§ PROBLEM DETAILS: Your output should repeat each record below with no differences.

§ DATASET CONTENT:
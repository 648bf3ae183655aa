//! Archive versioning tests
//!
//! Version claims, element storage and versioned writes working together
//! against a real directory tree.

use std::collections::BTreeSet;
use std::fs;
use std::io::Read;
use std::sync::Arc;
use std::thread;

use arcvault::archive::{
    Archive, DeletionSelector, DirectoryWorkspace, Element, ElementKind, ElementStore,
    FileClaimStore, FileSystemElementStore, MediaPackage, Source, StoragePath, Version,
    VersionAllocator, VersionedArchive,
};
use tempfile::TempDir;

const ORG: &str = "o1";

struct Fixture {
    temp: TempDir,
    store: Arc<FileSystemElementStore>,
    allocator: VersionAllocator,
}

fn fixture() -> Fixture {
    let temp = TempDir::new().unwrap();
    let workspace = Arc::new(DirectoryWorkspace::new(temp.path().join("workspace")));
    let store = Arc::new(FileSystemElementStore::open(temp.path().join("archive"), workspace).unwrap());
    let claims = Arc::new(FileClaimStore::open(temp.path().join("state/claims.json")).unwrap());
    Fixture {
        temp,
        store,
        allocator: VersionAllocator::new(claims),
    }
}

fn stage(fx: &Fixture, name: &str, bytes: &[u8]) -> String {
    let dir = fx.temp.path().join("workspace/inbox");
    fs::create_dir_all(&dir).unwrap();
    fs::write(dir.join(name), bytes).unwrap();
    format!("inbox/{}", name)
}

fn read(store: &dyn ElementStore, path: &StoragePath) -> Vec<u8> {
    let mut buf = Vec::new();
    store
        .get(path)
        .unwrap()
        .expect("element stored")
        .read_to_end(&mut buf)
        .unwrap();
    buf
}

#[test]
fn test_claim_put_get_round_trip() {
    let fx = fixture();

    assert_eq!(fx.allocator.claim_next("U1").unwrap(), Version::new(0));
    let version = fx.allocator.claim_next("U1").unwrap();
    assert_eq!(version, Version::new(1));

    let payload: Vec<u8> = (0..=255u8).cycle().take(64 * 1024).collect();
    let uri = stage(&fx, "slides.pdf", &payload);
    let path = StoragePath::new(ORG, "U1", version, "slides");
    fx.store.put(&path, &Source::new(uri)).unwrap();

    assert!(fx.store.contains(&path).unwrap());
    assert_eq!(read(fx.store.as_ref(), &path), payload);
    assert!(fx
        .temp
        .path()
        .join("archive/o1/U1/1/slides.pdf")
        .is_file());
}

#[test]
fn test_claims_survive_reopen() {
    let fx = fixture();
    fx.allocator.claim_next("U1").unwrap();
    fx.allocator.claim_next("U1").unwrap();

    let reopened = VersionAllocator::new(Arc::new(
        FileClaimStore::open(fx.temp.path().join("state/claims.json")).unwrap(),
    ));
    assert_eq!(reopened.last_claimed("U1").unwrap(), Some(Version::new(1)));
    assert_eq!(reopened.claim_next("U1").unwrap(), Version::new(2));
    assert_eq!(reopened.last_claimed("U2").unwrap(), None);
}

#[test]
fn test_copy_then_delete_unit() {
    let fx = fixture();
    let v0 = fx.allocator.claim_next("U1").unwrap();
    let v1 = fx.allocator.claim_next("U1").unwrap();
    let first = StoragePath::new(ORG, "U1", v0, "track");
    let second = StoragePath::new(ORG, "U1", v1, "track");

    fx.store
        .put(&first, &Source::new(stage(&fx, "t.mp4", b"frames")))
        .unwrap();
    assert!(fx.store.copy(&first, &second).unwrap());
    assert_eq!(read(fx.store.as_ref(), &second), b"frames");

    assert!(fx.store.delete(&DeletionSelector::all(ORG, "U1")).unwrap());
    assert!(!fx.store.contains(&first).unwrap());
    assert!(!fx.store.contains(&second).unwrap());
    assert!(!fx.store.delete(&DeletionSelector::all(ORG, "U1")).unwrap());
}

#[test]
fn test_concurrent_writes_get_distinct_consecutive_versions() {
    const WRITERS: u64 = 8;
    let fx = fixture();
    let archive = Arc::new(VersionedArchive::new(
        ORG,
        fx.store.clone(),
        fx.allocator.clone(),
        fx.temp.path().join("state/manifests"),
    ));

    let handles: Vec<_> = (0..WRITERS)
        .map(|i| {
            let uri = stage(&fx, &format!("take-{}.mp4", i), format!("take {}", i).as_bytes());
            let archive = archive.clone();
            thread::spawn(move || {
                let mp = MediaPackage::new("E1").with_element(Element::new(
                    "track",
                    ElementKind::Track,
                    "presenter/source",
                    uri,
                ));
                archive.write(&mp).unwrap().version.unwrap().value()
            })
        })
        .collect();

    let versions: BTreeSet<u64> = handles.into_iter().map(|h| h.join().unwrap()).collect();
    assert_eq!(versions, (0..WRITERS).collect::<BTreeSet<_>>());

    let history = archive.versions("E1").unwrap();
    assert_eq!(history.len() as u64, WRITERS);
    let latest = archive.find_latest("E1").unwrap().unwrap();
    assert_eq!(latest.version, Some(Version::new(WRITERS - 1)));

    // Every version's payload is intact
    for mp in &history {
        let version = mp.version.unwrap();
        let path = StoragePath::new(ORG, "E1", version, "track");
        let bytes = read(fx.store.as_ref(), &path);
        assert!(String::from_utf8(bytes).unwrap().starts_with("take "));
    }
}

#[test]
fn test_archive_delete_removes_every_version() {
    let fx = fixture();
    let archive = VersionedArchive::new(
        ORG,
        fx.store.clone(),
        fx.allocator.clone(),
        fx.temp.path().join("state/manifests"),
    );
    let uri = stage(&fx, "a.mp4", b"video");
    let mp = MediaPackage::new("E1")
        .with_series("S1")
        .with_element(Element::new("a", ElementKind::Track, "presenter/source", uri));
    let first = archive.write(&mp).unwrap();
    archive.write(&first).unwrap();

    assert!(archive.delete("E1").unwrap());
    assert!(archive.find_latest("E1").unwrap().is_none());
    assert!(archive.find_latest_by_series("S1").unwrap().is_empty());
    assert!(!fx
        .store
        .contains(&StoragePath::new(ORG, "E1", Version::new(0), "a"))
        .unwrap());

    // Claims are never reused
    let again = archive.write(&mp).unwrap();
    assert_eq!(again.version, Some(Version::new(2)));
}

§ RESPONSE TO THIS EXERCISE:
repository 648bf3ae183655aa
//! Archive versioning tests
//!
//! Version claims, element storage and versioned writes working together
//! against a real directory tree.

use std::collections::BTreeSet;
use std::fs;
use std::io::Read;
use std::sync::Arc;
use std::thread;

use arcvault::archive::{
    Archive, DeletionSelector, DirectoryWorkspace, Element, ElementKind, ElementStore,
    FileClaimStore, FileSystemElementStore, MediaPackage, Source, StoragePath, Version,
    VersionAllocator, VersionedArchive,
};
use tempfile::TempDir;

const ORG: &str = "o1";

struct Fixture {
    temp: TempDir,
    store: Arc<FileSystemElementStore>,
    allocator: VersionAllocator,
}

fn fixture() -> Fixture {
    let temp = TempDir::new().unwrap();
    let workspace = Arc::new(DirectoryWorkspace::new(temp.path().join("workspace")));
    let store = Arc::new(FileSystemElementStore::open(temp.path().join("archive"), workspace).unwrap());
    let claims = Arc::new(FileClaimStore::open(temp.path().join("state/claims.json")).unwrap());
    Fixture {
        temp,
        store,
        allocator: VersionAllocator::new(claims),
    }
}

fn stage(fx: &Fixture, name: &str, bytes: &[u8]) -> String {
    let dir = fx.temp.path().join("workspace/inbox");
    fs::create_dir_all(&dir).unwrap();
    fs::write(dir.join(name), bytes).unwrap();
    format!("inbox/{}", name)
}

fn read(store: &dyn ElementStore, path: &StoragePath) -> Vec<u8> {
    let mut buf = Vec::new();
    store
        .get(path)
        .unwrap()
        .expect("element stored")
        .read_to_end(&mut buf)
        .unwrap();
    buf
}

#[test]
fn test_claim_put_get_round_trip() {
    let fx = fixture();

    assert_eq!(fx.allocator.claim_next("U1").unwrap(), Version::new(0));
    let version = fx.allocator.claim_next("U1").unwrap();
    assert_eq!(version, Version::new(1));

    let payload: Vec<u8> = (0..=255u8).cycle().take(64 * 1024).collect();
    let uri = stage(&fx, "slides.pdf", &payload);
    let path = StoragePath::new(ORG, "U1", version, "slides");
    fx.store.put(&path, &Source::new(uri)).unwrap();

    assert!(fx.store.contains(&path).unwrap());
    assert_eq!(read(fx.store.as_ref(), &path), payload);
    assert!(fx
        .temp
        .path()
        .join("archive/o1/U1/1/slides.pdf")
        .is_file());
}

#[test]
fn test_claims_survive_reopen() {
    let fx = fixture();
    fx.allocator.claim_next("U1").unwrap();
    fx.allocator.claim_next("U1").unwrap();

    let reopened = VersionAllocator::new(Arc::new(
        FileClaimStore::open(fx.temp.path().join("state/claims.json")).unwrap(),
    ));
    assert_eq!(reopened.last_claimed("U1").unwrap(), Some(Version::new(1)));
    assert_eq!(reopened.claim_next("U1").unwrap(), Version::new(2));
    assert_eq!(reopened.last_claimed("U2").unwrap(), None);
}

#[test]
fn test_copy_then_delete_unit() {
    let fx = fixture();
    let v0 = fx.allocator.claim_next("U1").unwrap();
    let v1 = fx.allocator.claim_next("U1").unwrap();
    let first = StoragePath::new(ORG, "U1", v0, "track");
    let second = StoragePath::new(ORG, "U1", v1, "track");

    fx.store
        .put(&first, &Source::new(stage(&fx, "t.mp4", b"frames")))
        .unwrap();
    assert!(fx.store.copy(&first, &second).unwrap());
    assert_eq!(read(fx.store.as_ref(), &second), b"frames");

    assert!(fx.store.delete(&DeletionSelector::all(ORG, "U1")).unwrap());
    assert!(!fx.store.contains(&first).unwrap());
    assert!(!fx.store.contains(&second).unwrap());
    assert!(!fx.store.delete(&DeletionSelector::all(ORG, "U1")).unwrap());
}

#[test]
fn test_concurrent_writes_get_distinct_consecutive_versions() {
    const WRITERS: u64 = 8;
    let fx = fixture();
    let archive = Arc::new(VersionedArchive::new(
        ORG,
        fx.store.clone(),
        fx.allocator.clone(),
        fx.temp.path().join("state/manifests"),
    ));

    let handles: Vec<_> = (0..WRITERS)
        .map(|i| {
            let uri = stage(&fx, &format!("take-{}.mp4", i), format!("take {}", i).as_bytes());
            let archive = archive.clone();
            thread::spawn(move || {
                let mp = MediaPackage::new("E1").with_element(Element::new(
                    "track",
                    ElementKind::Track,
                    "presenter/source",
                    uri,
                ));
                archive.write(&mp).unwrap().version.unwrap().value()
            })
        })
        .collect();

    let versions: BTreeSet<u64> = handles.into_iter().map(|h| h.join().unwrap()).collect();
    assert_eq!(versions, (0..WRITERS).collect::<BTreeSet<_>>());

    let history = archive.versions("E1").unwrap();
    assert_eq!(history.len() as u64, WRITERS);
    let latest = archive.find_latest("E1").unwrap().unwrap();
    assert_eq!(latest.version, Some(Version::new(WRITERS - 1)));

    // Every version's payload is intact
    for mp in &history {
        let version = mp.version.unwrap();
        let path = StoragePath::new(ORG, "E1", version, "track");
        let bytes = read(fx.store.as_ref(), &path);
        assert!(String::from_utf8(bytes).unwrap().starts_with("take "));
    }
}

#[test]
fn test_archive_delete_removes_every_version() {
    let fx = fixture();
    let archive = VersionedArchive::new(
        ORG,
        fx.store.clone(),
        fx.allocator.clone(),
        fx.temp.path().join("state/manifests"),
    );
    let uri = stage(&fx, "a.mp4", b"video");
    let mp = MediaPackage::new("E1")
        .with_series("S1")
        .with_element(Element::new("a", ElementKind::Track, "presenter/source", uri));
    let first = archive.write(&mp).unwrap();
    archive.write(&first).unwrap();

    assert!(archive.delete("E1").unwrap());
    assert!(archive.find_latest("E1").unwrap().is_none());
    assert!(archive.find_latest_by_series("S1").unwrap().is_empty());
    assert!(!fx
        .store
        .contains(&StoragePath::new(ORG, "E1", Version::new(0), "a"))
        .unwrap());

    // Claims are never reused
    let again = archive.write(&mp).unwrap();
    assert_eq!(again.version, Some(Version::new(2)));
}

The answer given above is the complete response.